This week Wal-Mart announced that it would put significant weight behind the new Boxee TV box, a $99 set-top box that competes with the market-leading Apple TV and the runner-up Roku boxes. Wal-Mart also sells the Apple TV and Roku devices, so it might not seem like a big deal, but it is. Because Wal-Mart is going to promote Boxee TV with in-store displays and outbound marketing support. Why? Because in addition to the regular apps like Hulu, Netflix, and the rest, Boxee gives Wal-Mart customers three things they can't get from Apple or Roku:

  1. Regular TV shows from local broadcasters. Boxee's new box has a digital tuner that lets you tune to digital signals from ABC, CBS, CW, Fox, NBC, PBS, and Univision through either an over-the-air antenna or via ClearQAM. 
  2. Unlimited DVR. Not only will Boxee let you watch these channels, it is offering unlimited cloud DVR for $9.99 a month (in only the top eight markets for now) to record any shows from those networks, without managing a hard drive or paying extra if you want to store hours and hours of video.
  3. Multidevice viewing. This is the real coup for Boxee. Because its DVR is in the cloud, it can send your recorded content to any device you log in to — whether it's in your home or in your hands while traveling for business. 

To summarize, you get the same video apps as you can get elsewhere plus all this other stuff, for the same cost as an Apple TV. Seems reasonable for Wal-Mart to get behind it, certainly. But the real aim here is for Wal-Mart to finally have a shot at pushing its Vudu on-demand service into consumer homes. It's no mistake that if you look at Boxee's website you'll see the Vudu is the first or second app shown on every page, making it seem as popular as Netflix, even though it remains far behind in consumer use.

Here's why this matters. First, Wal-Mart customers are still in play. Due to their economic profile, they are not the first people to get iPads or other more expensive devices, meaning that they are still open as to which devices, which platforms, and which video services they will lock in to. If Wal-Mart were to wait a year or two to make this push, those customers might have aligned with iTunes or Amazon On Demand, but for now, there are millions of Wal-Mart customers still open to choosing a digital video platform.
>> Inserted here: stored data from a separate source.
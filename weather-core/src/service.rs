use std::fmt;

use chrono::{Local, TimeZone};

use crate::{
    City, FetchError, Selection, WeatherProvider, WeatherQueryResult, WeatherReport,
    model::{format_clock, kelvin_to_celsius},
    provider::openweather::{OwCurrentResponse, OwEnvelope},
};

/// The fetch-and-render flow: selection in, display-ready result out.
///
/// Sunrise and sunset are rendered in `Tz`, the machine's local zone unless
/// built with [`WeatherService::with_timezone`].
pub struct WeatherService<Tz: TimeZone = Local> {
    provider: Box<dyn WeatherProvider>,
    tz: Tz,
}

impl WeatherService<Local> {
    pub fn new(provider: Box<dyn WeatherProvider>) -> Self {
        Self::with_timezone(provider, Local)
    }
}

impl<Tz> WeatherService<Tz>
where
    Tz: TimeZone,
    Tz::Offset: fmt::Display,
{
    pub fn with_timezone(provider: Box<dyn WeatherProvider>, tz: Tz) -> Self {
        Self { provider, tz }
    }

    /// Look up current conditions, folding any error into
    /// [`WeatherQueryResult::Failure`].
    pub async fn fetch_weather(&self, selection: Selection) -> WeatherQueryResult {
        self.try_fetch_weather(selection).await.into()
    }

    pub async fn try_fetch_weather(&self, selection: Selection) -> Result<WeatherReport, FetchError> {
        let city = match selection {
            Selection::Placeholder => return Err(FetchError::NoCitySelected),
            Selection::City(city) => city,
        };

        let body = self.provider.current_conditions(city).await?;

        self.parse_report(city, &body).map_err(|err| {
            tracing::warn!(%city, error = %err, "weather lookup failed");
            err
        })
    }

    fn parse_report(&self, city: City, body: &str) -> Result<WeatherReport, FetchError> {
        let envelope: OwEnvelope = serde_json::from_str(body)?;
        if !envelope.cod.is_ok() {
            let message = envelope
                .message
                .unwrap_or_else(|| format!("request failed with code {}", envelope.cod));
            return Err(FetchError::Provider { message });
        }

        let parsed: OwCurrentResponse = serde_json::from_str(body)?;

        let conditions = parsed
            .weather
            .first()
            .ok_or_else(|| FetchError::Parse("response contained no weather conditions".into()))?;

        let report = WeatherReport {
            climate: conditions.main.clone(),
            description: conditions.description.clone(),
            temperature_c: kelvin_to_celsius(parsed.main.temp),
            pressure_hpa: parsed.main.pressure,
            latitude: parsed.coord.lat,
            longitude: parsed.coord.lon,
            humidity_pct: parsed.main.humidity,
            sunrise: format_clock(parsed.sys.sunrise, &self.tz)?,
            sunset: format_clock(parsed.sys.sunset, &self.tz)?,
        };

        tracing::debug!(%city, climate = %report.climate, temperature_c = report.temperature_c, "weather lookup succeeded");
        Ok(report)
    }
}
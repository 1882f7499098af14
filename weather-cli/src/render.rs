use std::fmt::Display;

use chrono::{DateTime, TimeZone};
use weather_core::{DisplayField, WeatherQueryResult};

const TITLE: &str = "Weather App";

/// Title, clock, then one `Label: value` row per field.
pub fn screen<Tz>(result: &WeatherQueryResult, now: DateTime<Tz>) -> String
where
    Tz: TimeZone,
    Tz::Offset: Display,
{
    let mut out = format!("{TITLE}\n{}\n\n", now.format("%H:%M:%S"));
    out.push_str(&rows(result));
    out
}

pub fn rows(result: &WeatherQueryResult) -> String {
    let width = DisplayField::all()
        .iter()
        .map(|field| field.label().chars().count())
        .max()
        .unwrap_or(0);

    result
        .display_fields()
        .into_iter()
        .map(|(field, value)| {
            let label = format!("{}:", field.label());
            format!("{label:>w$} {value}", w = width + 1)
        })
        .collect::<Vec<_>>()
        .join("\n")
}

#[cfg(test)]
mod tests {
    use super::*;
    use chrono::Utc;
    use weather_core::WeatherReport;

    fn report() -> WeatherQueryResult {
        WeatherQueryResult::Success(WeatherReport {
            climate: "Clear".into(),
            description: "clear sky".into(),
            temperature_c: 0.0,
            pressure_hpa: 1009.0,
            latitude: 28.6667,
            longitude: 77.2167,
            humidity_pct: 40.0,
            sunrise: "06:45".into(),
            sunset: "17:29".into(),
        })
    }

    #[test]
    fn rows_are_right_aligned_labels() {
        let text = rows(&report());
        let lines: Vec<_> = text.lines().collect();

        assert_eq!(lines.len(), DisplayField::all().len());
        assert_eq!(lines[0], "         Climate: Clear");
        assert_eq!(lines[2], "Temperature (°C): 0.0°C");
        assert_eq!(lines[3], "        Pressure: 1009 hPa");
        assert_eq!(lines[8], "     Sunset Time: 17:29");
    }

    #[test]
    fn failure_shows_message_and_placeholders() {
        let result = WeatherQueryResult::Failure { message: "Please select a city.".into() };
        let text = rows(&result);

        assert!(text.starts_with("         Climate: Please select a city."));
        assert!(text.lines().skip(1).all(|line| line.ends_with(" --")));
    }

    #[test]
    fn screen_has_title_and_clock() {
        let now = Utc.with_ymd_and_hms(2024, 3, 1, 9, 5, 7).unwrap();
        let text = screen(&report(), now);

        assert!(text.starts_with("Weather App\n09:05:07\n\n"));
    }
}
Second, this opens a new door to cord-shaving. I went on record in 2011 saying that cord-cutting would begin to matter at the end of 2012 and I stand by that assertion. But cord-cutting requires more work than it's worth for most people — young technophiles are most likely to do it because they know how to get around many if not most obstacles to watching what they want to watch, where they want to watch. Cord-shaving, on the other hand, is not about technology sophistication, it's about money. And that is precisely where Wal-Mart's average customer sits. Sure, to take advantage of Boxee's No Limits DVR service, they'll have to pony up $10 a month. But if they can cut $20 a month from cable by dropping back to a basic cable subscription, they come out better off. Plus they have an infinite DVR service that lets them watch on the devices they're adding to their lives.

It's a perfect recipe for cord-shaving, though it only applies to people who don't care about live sports or HBO, which is where many Wal-Mart customers drop out of consideration. But you only need 5% of households to shave the cable subscription in order to cause significant woe. Can Boxee TV do that? No, not on its own. But with Wal-Mart's help? My money says yes, if they really commit to it.